What is expected - State how many lines in the following entries contain the word "types". No other output.

Data extracts -
Start of Block

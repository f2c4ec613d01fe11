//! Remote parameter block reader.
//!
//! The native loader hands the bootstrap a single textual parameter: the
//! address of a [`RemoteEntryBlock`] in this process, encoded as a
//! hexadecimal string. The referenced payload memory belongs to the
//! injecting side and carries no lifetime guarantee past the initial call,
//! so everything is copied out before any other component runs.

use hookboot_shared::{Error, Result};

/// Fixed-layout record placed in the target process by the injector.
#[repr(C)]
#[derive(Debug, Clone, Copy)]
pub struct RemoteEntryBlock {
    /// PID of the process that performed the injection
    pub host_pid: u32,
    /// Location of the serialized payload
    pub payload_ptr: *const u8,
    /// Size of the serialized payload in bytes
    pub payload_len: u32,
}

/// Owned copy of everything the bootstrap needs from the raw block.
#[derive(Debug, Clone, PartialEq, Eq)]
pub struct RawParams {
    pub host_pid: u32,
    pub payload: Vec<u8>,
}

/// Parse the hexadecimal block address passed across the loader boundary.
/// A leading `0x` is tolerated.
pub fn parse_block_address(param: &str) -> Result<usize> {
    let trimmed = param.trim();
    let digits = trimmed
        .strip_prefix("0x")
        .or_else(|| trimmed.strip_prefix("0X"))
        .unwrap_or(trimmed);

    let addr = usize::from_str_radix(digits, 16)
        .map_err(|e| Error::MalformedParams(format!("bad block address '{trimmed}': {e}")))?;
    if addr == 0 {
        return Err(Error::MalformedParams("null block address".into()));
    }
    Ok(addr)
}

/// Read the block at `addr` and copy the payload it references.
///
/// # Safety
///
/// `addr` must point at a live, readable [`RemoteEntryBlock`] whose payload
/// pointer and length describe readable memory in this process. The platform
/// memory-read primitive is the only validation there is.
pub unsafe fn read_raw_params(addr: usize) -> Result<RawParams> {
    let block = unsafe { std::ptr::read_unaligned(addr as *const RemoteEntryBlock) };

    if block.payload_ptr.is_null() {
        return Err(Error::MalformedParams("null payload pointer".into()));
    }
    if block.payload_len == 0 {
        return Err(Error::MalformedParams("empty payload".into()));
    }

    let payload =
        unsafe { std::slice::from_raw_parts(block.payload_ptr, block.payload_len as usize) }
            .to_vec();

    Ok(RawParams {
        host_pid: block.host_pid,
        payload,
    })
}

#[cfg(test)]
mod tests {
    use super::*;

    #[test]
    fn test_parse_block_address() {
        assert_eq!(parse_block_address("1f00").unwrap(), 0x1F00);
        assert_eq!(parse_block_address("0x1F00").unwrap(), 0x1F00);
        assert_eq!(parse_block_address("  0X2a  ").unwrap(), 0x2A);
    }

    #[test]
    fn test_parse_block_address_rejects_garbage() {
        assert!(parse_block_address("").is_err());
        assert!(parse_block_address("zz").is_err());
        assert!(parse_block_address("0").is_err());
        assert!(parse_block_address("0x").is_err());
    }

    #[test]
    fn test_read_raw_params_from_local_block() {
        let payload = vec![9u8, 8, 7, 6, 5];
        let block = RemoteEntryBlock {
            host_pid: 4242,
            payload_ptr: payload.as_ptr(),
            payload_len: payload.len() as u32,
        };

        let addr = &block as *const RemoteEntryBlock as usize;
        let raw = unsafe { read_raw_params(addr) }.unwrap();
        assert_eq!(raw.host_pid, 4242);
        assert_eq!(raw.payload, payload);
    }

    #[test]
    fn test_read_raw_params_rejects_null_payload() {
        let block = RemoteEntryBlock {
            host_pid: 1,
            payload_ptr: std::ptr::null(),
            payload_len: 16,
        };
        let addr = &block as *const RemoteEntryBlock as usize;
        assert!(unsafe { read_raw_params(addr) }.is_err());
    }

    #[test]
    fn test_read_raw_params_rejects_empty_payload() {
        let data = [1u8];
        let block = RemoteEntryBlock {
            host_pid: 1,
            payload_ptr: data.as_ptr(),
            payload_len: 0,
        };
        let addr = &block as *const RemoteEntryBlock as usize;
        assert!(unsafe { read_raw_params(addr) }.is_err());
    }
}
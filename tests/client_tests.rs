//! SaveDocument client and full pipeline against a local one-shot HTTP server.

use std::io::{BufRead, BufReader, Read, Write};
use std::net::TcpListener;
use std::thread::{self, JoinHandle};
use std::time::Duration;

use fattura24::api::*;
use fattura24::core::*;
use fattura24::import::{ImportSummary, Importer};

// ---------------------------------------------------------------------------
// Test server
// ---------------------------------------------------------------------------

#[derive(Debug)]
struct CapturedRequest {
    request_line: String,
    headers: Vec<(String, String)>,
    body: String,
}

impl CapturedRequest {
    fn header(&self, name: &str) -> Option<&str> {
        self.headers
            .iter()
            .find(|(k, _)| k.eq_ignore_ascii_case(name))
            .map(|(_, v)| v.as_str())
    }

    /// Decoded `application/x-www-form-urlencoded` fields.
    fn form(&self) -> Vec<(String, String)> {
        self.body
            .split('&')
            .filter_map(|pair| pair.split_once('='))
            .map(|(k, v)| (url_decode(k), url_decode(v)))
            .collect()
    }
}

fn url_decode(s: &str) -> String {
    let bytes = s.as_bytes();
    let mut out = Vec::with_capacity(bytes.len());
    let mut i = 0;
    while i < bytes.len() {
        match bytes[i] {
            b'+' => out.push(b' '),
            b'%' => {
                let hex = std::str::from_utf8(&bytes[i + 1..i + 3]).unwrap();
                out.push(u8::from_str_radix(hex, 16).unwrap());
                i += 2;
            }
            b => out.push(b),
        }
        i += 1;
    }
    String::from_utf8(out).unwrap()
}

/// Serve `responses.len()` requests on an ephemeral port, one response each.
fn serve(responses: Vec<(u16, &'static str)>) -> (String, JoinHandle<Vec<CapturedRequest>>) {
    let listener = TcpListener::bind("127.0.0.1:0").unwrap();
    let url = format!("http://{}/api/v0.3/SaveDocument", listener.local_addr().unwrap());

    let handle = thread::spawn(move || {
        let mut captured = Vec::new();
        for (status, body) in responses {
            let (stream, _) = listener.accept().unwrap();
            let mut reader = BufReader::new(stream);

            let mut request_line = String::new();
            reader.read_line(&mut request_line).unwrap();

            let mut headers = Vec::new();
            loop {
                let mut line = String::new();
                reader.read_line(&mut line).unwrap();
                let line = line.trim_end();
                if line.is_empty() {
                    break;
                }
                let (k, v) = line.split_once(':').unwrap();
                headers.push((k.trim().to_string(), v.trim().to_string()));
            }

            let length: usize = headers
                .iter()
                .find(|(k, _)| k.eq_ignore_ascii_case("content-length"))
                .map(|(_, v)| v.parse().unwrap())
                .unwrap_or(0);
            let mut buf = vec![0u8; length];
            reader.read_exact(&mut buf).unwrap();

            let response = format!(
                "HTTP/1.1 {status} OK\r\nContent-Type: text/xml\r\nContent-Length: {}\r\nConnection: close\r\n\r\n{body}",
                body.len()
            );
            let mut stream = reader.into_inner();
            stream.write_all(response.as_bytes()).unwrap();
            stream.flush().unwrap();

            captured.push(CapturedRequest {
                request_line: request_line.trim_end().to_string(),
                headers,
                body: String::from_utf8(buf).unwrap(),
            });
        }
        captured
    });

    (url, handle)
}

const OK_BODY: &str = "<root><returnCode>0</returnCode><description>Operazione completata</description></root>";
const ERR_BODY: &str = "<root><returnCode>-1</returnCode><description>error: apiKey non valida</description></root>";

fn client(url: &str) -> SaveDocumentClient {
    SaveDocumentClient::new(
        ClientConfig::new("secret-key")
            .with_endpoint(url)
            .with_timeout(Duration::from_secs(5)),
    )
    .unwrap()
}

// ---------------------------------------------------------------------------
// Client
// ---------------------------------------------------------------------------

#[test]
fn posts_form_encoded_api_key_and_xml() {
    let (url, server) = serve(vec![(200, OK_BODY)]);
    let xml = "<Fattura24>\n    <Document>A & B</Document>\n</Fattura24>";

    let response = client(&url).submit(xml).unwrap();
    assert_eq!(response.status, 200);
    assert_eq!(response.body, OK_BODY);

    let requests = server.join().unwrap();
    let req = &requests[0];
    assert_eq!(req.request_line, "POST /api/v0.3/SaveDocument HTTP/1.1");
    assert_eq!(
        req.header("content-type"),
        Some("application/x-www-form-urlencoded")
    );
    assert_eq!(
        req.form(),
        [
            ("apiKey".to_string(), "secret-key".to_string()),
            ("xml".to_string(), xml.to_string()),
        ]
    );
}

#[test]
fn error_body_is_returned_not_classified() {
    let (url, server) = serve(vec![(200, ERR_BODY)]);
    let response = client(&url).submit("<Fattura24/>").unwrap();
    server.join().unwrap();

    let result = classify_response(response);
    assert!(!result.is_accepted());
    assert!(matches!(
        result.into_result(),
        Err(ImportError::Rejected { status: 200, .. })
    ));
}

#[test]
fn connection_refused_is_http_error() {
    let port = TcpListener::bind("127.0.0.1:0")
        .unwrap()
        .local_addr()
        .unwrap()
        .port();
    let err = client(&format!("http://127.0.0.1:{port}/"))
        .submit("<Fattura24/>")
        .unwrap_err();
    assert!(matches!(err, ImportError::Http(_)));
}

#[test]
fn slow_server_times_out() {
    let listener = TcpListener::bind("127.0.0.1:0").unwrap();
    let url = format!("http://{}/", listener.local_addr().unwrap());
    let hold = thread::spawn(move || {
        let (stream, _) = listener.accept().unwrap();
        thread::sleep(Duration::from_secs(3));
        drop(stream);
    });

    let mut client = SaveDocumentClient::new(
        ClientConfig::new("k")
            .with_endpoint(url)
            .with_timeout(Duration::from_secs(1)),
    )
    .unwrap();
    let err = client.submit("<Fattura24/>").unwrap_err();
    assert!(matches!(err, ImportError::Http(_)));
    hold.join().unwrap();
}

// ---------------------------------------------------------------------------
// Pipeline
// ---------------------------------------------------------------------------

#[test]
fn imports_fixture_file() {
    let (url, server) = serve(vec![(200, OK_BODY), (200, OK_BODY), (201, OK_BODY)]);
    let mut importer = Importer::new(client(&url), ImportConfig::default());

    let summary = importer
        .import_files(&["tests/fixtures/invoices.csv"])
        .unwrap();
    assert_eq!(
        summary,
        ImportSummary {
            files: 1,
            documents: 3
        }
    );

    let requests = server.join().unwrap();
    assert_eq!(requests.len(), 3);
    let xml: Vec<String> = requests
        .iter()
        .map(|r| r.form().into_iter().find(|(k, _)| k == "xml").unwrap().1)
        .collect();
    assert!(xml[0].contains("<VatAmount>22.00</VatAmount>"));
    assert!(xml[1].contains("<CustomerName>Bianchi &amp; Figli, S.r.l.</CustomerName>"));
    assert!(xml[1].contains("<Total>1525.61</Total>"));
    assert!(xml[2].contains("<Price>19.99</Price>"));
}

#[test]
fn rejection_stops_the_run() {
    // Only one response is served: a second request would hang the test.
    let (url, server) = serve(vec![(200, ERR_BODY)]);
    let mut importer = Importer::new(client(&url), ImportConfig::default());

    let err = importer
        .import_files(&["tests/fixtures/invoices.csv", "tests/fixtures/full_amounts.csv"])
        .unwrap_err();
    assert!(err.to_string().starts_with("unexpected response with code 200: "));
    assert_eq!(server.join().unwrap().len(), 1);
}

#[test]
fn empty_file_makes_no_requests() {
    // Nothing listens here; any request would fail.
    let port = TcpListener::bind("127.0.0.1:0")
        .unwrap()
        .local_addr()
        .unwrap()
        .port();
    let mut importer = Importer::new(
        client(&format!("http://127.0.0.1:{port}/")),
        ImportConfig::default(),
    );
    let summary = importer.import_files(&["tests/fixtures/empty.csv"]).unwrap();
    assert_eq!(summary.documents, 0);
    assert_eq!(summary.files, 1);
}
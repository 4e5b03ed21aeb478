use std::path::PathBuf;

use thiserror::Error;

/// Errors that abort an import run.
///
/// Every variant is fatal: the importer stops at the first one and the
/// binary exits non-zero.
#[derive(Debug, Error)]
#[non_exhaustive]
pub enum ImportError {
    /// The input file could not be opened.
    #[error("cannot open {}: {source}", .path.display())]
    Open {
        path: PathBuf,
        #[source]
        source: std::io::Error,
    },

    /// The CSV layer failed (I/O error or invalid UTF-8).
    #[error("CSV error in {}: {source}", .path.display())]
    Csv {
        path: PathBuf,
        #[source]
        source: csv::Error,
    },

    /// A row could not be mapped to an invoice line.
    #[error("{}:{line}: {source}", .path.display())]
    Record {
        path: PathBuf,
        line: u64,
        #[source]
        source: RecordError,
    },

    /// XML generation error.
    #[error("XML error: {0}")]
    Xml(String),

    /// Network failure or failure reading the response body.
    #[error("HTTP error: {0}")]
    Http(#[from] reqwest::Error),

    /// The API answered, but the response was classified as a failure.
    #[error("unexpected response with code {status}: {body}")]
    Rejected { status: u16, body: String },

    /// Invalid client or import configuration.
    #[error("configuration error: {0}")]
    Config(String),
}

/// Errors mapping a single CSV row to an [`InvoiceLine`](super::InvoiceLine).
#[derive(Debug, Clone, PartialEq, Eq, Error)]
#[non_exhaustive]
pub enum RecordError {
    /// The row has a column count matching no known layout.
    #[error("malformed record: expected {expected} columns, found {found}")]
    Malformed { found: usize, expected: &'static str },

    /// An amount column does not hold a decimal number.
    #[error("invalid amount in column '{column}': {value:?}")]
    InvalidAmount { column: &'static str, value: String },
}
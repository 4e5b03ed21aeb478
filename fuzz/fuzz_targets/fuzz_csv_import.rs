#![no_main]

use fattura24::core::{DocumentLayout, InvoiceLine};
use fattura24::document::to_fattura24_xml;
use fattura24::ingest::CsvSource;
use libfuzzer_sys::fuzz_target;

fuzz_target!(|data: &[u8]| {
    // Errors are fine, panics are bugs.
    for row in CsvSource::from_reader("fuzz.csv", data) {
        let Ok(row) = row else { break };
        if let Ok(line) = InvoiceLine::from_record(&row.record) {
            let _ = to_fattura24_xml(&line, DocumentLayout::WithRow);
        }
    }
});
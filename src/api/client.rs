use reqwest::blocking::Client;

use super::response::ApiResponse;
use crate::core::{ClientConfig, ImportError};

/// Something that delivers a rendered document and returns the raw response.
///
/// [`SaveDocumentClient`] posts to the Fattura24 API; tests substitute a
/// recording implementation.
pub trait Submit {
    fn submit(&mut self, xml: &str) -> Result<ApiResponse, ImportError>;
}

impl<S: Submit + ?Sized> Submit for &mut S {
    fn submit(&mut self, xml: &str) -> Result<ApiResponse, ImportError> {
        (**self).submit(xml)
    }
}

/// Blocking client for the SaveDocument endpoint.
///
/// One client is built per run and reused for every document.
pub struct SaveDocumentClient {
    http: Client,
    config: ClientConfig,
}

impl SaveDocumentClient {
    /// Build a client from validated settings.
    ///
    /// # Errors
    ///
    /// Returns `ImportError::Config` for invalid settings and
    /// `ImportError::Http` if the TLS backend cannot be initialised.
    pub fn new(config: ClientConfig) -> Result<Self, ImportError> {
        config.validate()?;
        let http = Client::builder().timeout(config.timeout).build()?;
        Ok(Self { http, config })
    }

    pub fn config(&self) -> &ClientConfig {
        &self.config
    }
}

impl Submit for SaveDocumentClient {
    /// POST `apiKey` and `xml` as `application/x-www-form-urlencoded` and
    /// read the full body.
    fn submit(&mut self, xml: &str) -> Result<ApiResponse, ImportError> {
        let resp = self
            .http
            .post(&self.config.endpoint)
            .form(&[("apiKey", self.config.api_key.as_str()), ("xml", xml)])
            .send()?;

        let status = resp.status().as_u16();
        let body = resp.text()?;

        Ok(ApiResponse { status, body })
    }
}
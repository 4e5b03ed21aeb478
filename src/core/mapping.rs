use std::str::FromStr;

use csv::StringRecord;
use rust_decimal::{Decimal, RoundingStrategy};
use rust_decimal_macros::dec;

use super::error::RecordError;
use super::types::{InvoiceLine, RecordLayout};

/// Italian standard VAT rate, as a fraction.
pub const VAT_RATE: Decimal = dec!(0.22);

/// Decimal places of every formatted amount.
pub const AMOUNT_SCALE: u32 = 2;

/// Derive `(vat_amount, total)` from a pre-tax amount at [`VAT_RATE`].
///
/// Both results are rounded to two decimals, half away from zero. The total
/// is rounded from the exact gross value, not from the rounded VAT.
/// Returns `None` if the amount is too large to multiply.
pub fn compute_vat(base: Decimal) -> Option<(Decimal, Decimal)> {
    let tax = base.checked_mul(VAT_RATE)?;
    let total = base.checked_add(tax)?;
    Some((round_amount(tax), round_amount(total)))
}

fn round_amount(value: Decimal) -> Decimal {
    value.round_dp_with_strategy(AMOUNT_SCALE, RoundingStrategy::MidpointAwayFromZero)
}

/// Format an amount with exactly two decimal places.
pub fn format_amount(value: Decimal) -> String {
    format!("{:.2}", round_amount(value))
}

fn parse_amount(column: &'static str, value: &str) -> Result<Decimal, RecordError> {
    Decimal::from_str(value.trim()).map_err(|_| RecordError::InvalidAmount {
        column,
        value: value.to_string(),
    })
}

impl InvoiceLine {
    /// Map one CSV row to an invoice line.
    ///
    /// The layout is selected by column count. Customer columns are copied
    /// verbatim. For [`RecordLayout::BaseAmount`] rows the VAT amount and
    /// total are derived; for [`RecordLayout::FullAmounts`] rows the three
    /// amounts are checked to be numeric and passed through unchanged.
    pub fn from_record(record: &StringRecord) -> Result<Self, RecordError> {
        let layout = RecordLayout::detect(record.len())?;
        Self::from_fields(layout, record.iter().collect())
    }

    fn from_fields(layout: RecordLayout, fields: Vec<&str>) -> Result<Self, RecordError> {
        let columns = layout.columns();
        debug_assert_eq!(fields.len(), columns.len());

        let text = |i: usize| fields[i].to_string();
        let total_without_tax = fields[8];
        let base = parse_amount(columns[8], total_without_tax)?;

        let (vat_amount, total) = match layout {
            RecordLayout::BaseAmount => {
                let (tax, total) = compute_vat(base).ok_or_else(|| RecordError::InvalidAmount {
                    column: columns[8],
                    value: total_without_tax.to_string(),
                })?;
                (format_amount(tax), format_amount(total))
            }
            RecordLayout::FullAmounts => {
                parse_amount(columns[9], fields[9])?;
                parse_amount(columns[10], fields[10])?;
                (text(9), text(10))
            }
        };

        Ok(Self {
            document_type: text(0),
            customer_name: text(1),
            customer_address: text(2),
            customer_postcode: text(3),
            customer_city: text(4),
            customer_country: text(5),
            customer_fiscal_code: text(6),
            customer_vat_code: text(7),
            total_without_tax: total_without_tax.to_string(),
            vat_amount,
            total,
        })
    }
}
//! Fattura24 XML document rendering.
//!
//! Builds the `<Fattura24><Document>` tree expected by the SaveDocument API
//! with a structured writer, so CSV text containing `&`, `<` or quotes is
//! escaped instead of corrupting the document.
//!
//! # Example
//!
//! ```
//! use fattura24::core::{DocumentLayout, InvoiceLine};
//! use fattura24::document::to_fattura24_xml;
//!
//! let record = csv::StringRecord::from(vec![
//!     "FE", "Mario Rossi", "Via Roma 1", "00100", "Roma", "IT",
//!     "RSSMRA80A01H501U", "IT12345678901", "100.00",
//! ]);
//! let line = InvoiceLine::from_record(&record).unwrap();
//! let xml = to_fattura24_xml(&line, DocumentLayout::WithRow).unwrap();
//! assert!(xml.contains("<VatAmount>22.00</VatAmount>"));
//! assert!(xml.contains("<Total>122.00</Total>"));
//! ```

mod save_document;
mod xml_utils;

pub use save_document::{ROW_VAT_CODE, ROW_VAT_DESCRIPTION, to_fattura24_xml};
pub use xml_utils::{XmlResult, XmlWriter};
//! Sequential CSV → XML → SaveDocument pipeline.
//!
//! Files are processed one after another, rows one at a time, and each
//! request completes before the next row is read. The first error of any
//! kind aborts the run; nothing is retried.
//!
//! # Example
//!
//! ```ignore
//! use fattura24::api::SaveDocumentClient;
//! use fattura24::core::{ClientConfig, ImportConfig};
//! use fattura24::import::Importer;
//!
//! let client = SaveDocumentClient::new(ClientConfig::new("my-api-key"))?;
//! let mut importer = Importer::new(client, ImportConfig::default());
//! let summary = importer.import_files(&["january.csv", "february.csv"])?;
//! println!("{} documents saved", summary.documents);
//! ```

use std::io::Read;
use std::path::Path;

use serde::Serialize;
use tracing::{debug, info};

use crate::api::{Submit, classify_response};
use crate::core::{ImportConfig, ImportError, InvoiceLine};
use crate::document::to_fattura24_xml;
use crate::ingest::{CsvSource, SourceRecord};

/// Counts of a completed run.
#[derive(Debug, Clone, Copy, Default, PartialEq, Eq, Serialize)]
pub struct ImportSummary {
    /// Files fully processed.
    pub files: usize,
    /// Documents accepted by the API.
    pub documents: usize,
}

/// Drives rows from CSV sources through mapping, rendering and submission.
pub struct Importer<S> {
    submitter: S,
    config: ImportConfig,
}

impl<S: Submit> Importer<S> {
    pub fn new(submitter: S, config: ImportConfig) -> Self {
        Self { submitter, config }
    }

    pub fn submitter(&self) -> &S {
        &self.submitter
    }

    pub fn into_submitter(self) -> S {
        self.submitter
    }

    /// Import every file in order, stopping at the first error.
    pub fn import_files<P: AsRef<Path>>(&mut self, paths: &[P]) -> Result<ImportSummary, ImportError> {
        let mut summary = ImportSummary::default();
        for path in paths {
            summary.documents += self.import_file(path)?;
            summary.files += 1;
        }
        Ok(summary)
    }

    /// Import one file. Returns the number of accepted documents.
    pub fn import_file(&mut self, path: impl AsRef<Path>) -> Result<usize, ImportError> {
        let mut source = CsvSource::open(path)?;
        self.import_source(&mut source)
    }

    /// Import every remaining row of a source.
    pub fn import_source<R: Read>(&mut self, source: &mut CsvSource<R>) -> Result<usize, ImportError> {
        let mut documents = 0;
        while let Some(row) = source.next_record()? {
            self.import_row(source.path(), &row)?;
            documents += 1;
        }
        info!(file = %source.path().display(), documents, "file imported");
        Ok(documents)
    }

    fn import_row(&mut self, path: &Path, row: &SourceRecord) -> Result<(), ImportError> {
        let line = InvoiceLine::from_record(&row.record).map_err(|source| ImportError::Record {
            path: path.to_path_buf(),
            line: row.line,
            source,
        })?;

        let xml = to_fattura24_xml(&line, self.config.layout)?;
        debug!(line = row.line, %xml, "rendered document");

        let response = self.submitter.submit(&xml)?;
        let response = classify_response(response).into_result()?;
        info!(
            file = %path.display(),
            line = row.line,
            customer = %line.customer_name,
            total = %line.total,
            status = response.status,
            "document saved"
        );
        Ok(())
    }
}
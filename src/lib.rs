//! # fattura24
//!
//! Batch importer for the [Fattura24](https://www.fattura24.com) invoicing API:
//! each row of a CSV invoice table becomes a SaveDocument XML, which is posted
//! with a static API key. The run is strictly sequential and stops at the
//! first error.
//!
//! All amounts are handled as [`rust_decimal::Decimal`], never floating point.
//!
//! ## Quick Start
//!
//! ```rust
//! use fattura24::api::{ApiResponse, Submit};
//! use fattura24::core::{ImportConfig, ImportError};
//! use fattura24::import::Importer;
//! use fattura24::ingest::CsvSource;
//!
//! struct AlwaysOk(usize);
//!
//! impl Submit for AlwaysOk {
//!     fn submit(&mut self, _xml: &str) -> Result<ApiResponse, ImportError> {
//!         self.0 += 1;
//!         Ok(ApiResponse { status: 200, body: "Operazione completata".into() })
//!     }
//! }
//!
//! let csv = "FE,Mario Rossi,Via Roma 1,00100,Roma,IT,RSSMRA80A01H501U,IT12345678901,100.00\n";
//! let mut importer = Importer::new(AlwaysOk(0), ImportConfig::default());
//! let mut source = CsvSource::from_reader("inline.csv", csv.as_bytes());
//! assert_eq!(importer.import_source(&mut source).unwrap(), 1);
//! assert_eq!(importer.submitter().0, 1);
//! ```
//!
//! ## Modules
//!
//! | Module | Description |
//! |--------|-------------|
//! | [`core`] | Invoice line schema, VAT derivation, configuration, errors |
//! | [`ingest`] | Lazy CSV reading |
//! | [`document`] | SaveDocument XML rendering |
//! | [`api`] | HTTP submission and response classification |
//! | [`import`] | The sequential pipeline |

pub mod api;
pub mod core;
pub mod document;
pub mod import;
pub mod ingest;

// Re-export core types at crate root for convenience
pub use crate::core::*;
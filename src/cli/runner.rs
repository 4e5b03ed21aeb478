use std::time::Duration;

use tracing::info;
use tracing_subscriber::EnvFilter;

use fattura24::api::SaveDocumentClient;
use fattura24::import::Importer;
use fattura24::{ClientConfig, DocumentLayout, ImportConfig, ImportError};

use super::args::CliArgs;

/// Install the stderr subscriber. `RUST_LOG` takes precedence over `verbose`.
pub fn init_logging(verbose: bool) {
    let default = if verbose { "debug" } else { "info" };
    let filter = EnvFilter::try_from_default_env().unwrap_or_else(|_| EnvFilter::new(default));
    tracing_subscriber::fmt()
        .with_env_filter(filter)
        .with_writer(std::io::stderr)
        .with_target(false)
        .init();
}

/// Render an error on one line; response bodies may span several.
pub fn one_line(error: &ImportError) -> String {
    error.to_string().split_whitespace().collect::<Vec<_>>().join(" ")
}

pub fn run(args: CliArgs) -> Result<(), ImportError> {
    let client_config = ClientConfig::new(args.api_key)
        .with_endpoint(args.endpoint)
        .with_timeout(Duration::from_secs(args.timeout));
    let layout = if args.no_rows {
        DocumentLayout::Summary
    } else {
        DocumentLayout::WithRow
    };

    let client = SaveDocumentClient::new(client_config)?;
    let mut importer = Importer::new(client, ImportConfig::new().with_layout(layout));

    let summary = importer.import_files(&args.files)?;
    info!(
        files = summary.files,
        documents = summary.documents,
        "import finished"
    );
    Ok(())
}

End of Block

Response - 2